* **Goal of the exercise**: Return only this: the line with "state.dismiss(&a);" and all the lines that follow it below, through the final one, exactly as they are.

* **Source information**:

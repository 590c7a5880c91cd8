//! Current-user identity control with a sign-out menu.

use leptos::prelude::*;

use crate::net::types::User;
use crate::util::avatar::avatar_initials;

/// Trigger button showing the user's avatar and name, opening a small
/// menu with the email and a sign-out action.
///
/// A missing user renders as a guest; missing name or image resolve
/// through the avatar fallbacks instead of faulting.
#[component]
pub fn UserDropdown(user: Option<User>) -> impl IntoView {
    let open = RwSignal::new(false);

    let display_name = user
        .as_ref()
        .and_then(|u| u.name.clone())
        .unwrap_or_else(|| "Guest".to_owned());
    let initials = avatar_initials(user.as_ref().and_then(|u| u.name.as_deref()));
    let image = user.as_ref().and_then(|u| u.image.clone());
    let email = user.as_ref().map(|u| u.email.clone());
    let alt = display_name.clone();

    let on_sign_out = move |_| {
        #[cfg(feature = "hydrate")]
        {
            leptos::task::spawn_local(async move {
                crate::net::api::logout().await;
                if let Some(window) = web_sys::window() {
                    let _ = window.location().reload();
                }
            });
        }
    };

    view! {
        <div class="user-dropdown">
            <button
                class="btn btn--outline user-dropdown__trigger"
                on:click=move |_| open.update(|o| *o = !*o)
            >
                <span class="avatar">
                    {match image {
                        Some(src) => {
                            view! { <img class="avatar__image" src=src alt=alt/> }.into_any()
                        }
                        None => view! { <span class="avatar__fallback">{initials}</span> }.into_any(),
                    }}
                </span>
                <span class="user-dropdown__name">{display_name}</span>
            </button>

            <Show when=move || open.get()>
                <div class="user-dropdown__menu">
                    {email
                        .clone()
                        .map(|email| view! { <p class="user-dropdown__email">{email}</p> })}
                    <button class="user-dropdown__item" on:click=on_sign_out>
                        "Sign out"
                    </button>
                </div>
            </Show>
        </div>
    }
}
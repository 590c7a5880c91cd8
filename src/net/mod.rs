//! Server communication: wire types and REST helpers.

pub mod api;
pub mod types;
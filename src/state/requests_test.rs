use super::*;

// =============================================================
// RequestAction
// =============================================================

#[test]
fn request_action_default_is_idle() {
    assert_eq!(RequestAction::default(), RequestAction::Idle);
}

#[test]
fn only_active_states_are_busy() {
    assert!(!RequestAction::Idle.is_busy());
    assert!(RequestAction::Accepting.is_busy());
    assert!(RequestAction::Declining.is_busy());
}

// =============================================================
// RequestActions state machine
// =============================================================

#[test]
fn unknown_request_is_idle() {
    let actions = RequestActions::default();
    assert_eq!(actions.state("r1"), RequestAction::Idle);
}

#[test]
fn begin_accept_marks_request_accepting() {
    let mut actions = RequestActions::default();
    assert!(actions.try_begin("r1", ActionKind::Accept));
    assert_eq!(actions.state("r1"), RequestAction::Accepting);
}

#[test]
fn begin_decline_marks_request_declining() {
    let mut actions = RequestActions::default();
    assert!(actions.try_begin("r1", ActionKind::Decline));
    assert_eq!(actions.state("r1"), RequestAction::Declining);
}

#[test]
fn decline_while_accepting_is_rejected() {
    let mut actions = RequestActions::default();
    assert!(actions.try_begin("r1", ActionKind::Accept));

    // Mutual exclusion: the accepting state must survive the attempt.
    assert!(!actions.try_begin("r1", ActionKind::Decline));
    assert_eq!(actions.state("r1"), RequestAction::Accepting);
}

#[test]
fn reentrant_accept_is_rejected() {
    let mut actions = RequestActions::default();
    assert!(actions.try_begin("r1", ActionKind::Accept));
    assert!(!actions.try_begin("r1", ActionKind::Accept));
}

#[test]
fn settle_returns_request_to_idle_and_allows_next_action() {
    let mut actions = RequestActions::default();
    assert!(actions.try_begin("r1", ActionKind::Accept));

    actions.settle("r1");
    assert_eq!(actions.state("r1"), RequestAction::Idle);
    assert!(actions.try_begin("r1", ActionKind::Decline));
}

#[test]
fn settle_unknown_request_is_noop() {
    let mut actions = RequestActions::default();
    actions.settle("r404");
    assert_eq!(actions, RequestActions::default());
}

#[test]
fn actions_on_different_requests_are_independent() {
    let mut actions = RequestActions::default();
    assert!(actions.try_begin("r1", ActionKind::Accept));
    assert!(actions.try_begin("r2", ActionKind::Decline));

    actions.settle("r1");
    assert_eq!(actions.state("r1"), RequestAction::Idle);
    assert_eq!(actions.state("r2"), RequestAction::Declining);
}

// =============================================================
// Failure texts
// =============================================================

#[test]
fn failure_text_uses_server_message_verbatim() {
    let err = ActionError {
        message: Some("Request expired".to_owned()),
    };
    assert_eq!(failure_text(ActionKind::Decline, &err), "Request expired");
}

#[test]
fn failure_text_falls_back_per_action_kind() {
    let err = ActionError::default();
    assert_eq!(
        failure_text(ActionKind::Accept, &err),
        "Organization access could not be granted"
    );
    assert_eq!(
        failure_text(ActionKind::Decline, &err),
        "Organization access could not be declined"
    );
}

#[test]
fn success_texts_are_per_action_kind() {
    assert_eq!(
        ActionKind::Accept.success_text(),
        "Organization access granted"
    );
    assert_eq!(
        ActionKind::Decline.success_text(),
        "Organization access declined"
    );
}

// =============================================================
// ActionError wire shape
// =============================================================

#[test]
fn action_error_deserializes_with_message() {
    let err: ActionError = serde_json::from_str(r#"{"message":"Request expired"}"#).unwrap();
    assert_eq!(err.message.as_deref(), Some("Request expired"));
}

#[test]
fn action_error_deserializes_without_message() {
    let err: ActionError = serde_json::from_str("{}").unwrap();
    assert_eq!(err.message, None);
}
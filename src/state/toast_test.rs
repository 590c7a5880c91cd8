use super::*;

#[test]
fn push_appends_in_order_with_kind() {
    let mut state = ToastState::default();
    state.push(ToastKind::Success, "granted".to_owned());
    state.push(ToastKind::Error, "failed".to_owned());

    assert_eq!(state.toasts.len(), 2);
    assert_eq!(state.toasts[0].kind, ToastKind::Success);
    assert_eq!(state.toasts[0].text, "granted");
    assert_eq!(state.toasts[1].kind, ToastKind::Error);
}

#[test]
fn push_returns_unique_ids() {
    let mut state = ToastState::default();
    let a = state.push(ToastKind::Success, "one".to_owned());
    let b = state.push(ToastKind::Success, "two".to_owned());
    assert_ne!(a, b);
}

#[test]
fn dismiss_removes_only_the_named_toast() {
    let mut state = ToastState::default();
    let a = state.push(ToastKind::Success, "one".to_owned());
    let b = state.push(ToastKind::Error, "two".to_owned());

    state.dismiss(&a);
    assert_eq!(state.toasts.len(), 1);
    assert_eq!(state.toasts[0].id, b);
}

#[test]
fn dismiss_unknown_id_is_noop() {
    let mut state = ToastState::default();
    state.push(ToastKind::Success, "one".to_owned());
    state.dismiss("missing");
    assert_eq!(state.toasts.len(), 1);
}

* **Written answer**:
    state.dismiss(&a);
    assert_eq!(state.toasts.len(), 1);
    assert_eq!(state.toasts[0].id, b);
}

#[test]
fn dismiss_unknown_id_is_noop() {
    let mut state = ToastState::default();
    state.push(ToastKind::Success, "one".to_owned());
    state.dismiss("missing");
    assert_eq!(state.toasts.len(), 1);
}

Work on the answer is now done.